▸ WHAT TO WORK ON
Please write out the data below once more, exactly as it stands.
══════
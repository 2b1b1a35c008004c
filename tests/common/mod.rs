#![allow(dead_code)]

use std::net::SocketAddr;
use martian_stack::server::{Server, ServerError};
use martian_stack::settings::ServerSettings;
use tokio::net::TcpListener;
use tokio::task::JoinHandle;
use tokio_util::sync::CancellationToken;

/// 127.0.0.1의 임의 포트에서 실행 중인 테스트 서버
pub struct TestServer {
    pub addr: SocketAddr,
    shutdown: CancellationToken,
    task: JoinHandle<Result<(), ServerError>>,
}

impl TestServer {
    pub async fn spawn(server: Server) -> Self {
        let listener = TcpListener::bind("127.0.0.1:0").await.unwrap();
        let addr = listener.local_addr().unwrap();
        let shutdown = CancellationToken::new();
        let task = tokio::spawn(server.serve(listener, shutdown.clone()));
        Self { addr, shutdown, task }
    }

    pub fn url(&self, path: &str) -> String {
        format!("http://{}{}", self.addr, path)
    }

    pub async fn stop(self) {
        self.shutdown.cancel();
        self.task.await.unwrap().unwrap();
    }
}

pub fn new_server() -> Server {
    Server::new(ServerSettings::default())
}

pub fn client() -> reqwest::Client {
    reqwest::Client::builder().build().unwrap()
}

/// `Set-Cookie` 헤더에서 `name=value` 부분만 꺼냅니다.
pub fn cookie_pair(response: &reqwest::Response, name: &str) -> Option<String> {
    response
        .headers()
        .get_all(reqwest::header::SET_COOKIE)
        .iter()
        .filter_map(|v| v.to_str().ok())
        .filter_map(|v| v.split(';').next())
        .find(|pair| pair.starts_with(&format!("{}=", name)))
        .map(str::to_string)
}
══════
▸ RESPONSE TO THE TASK
repository 2b1b1a35c008004c
filename tests/common/mod.rs
#![allow(dead_code)]

use std::net::SocketAddr;
use martian_stack::server::{Server, ServerError};
use martian_stack::settings::ServerSettings;
use tokio::net::TcpListener;
use tokio::task::JoinHandle;
use tokio_util::sync::CancellationToken;

/// 127.0.0.1의 임의 포트에서 실행 중인 테스트 서버
pub struct TestServer {
    pub addr: SocketAddr,
    shutdown: CancellationToken,
    task: JoinHandle<Result<(), ServerError>>,
}

impl TestServer {
    pub async fn spawn(server: Server) -> Self {
        let listener = TcpListener::bind("127.0.0.1:0").await.unwrap();
        let addr = listener.local_addr().unwrap();
        let shutdown = CancellationToken::new();
        let task = tokio::spawn(server.serve(listener, shutdown.clone()));
        Self { addr, shutdown, task }
    }

    pub fn url(&self, path: &str) -> String {
        format!("http://{}{}", self.addr, path)
    }

    pub async fn stop(self) {
        self.shutdown.cancel();
        self.task.await.unwrap().unwrap();
    }
}

pub fn new_server() -> Server {
    Server::new(ServerSettings::default())
}

pub fn client() -> reqwest::Client {
    reqwest::Client::builder().build().unwrap()
}

/// `Set-Cookie` 헤더에서 `name=value` 부분만 꺼냅니다.
pub fn cookie_pair(response: &reqwest::Response, name: &str) -> Option<String> {
    response
        .headers()
        .get_all(reqwest::header::SET_COOKIE)
        .iter()
        .filter_map(|v| v.to_str().ok())
        .filter_map(|v| v.split(';').next())
        .find(|pair| pair.starts_with(&format!("{}=", name)))
        .map(str::to_string)
}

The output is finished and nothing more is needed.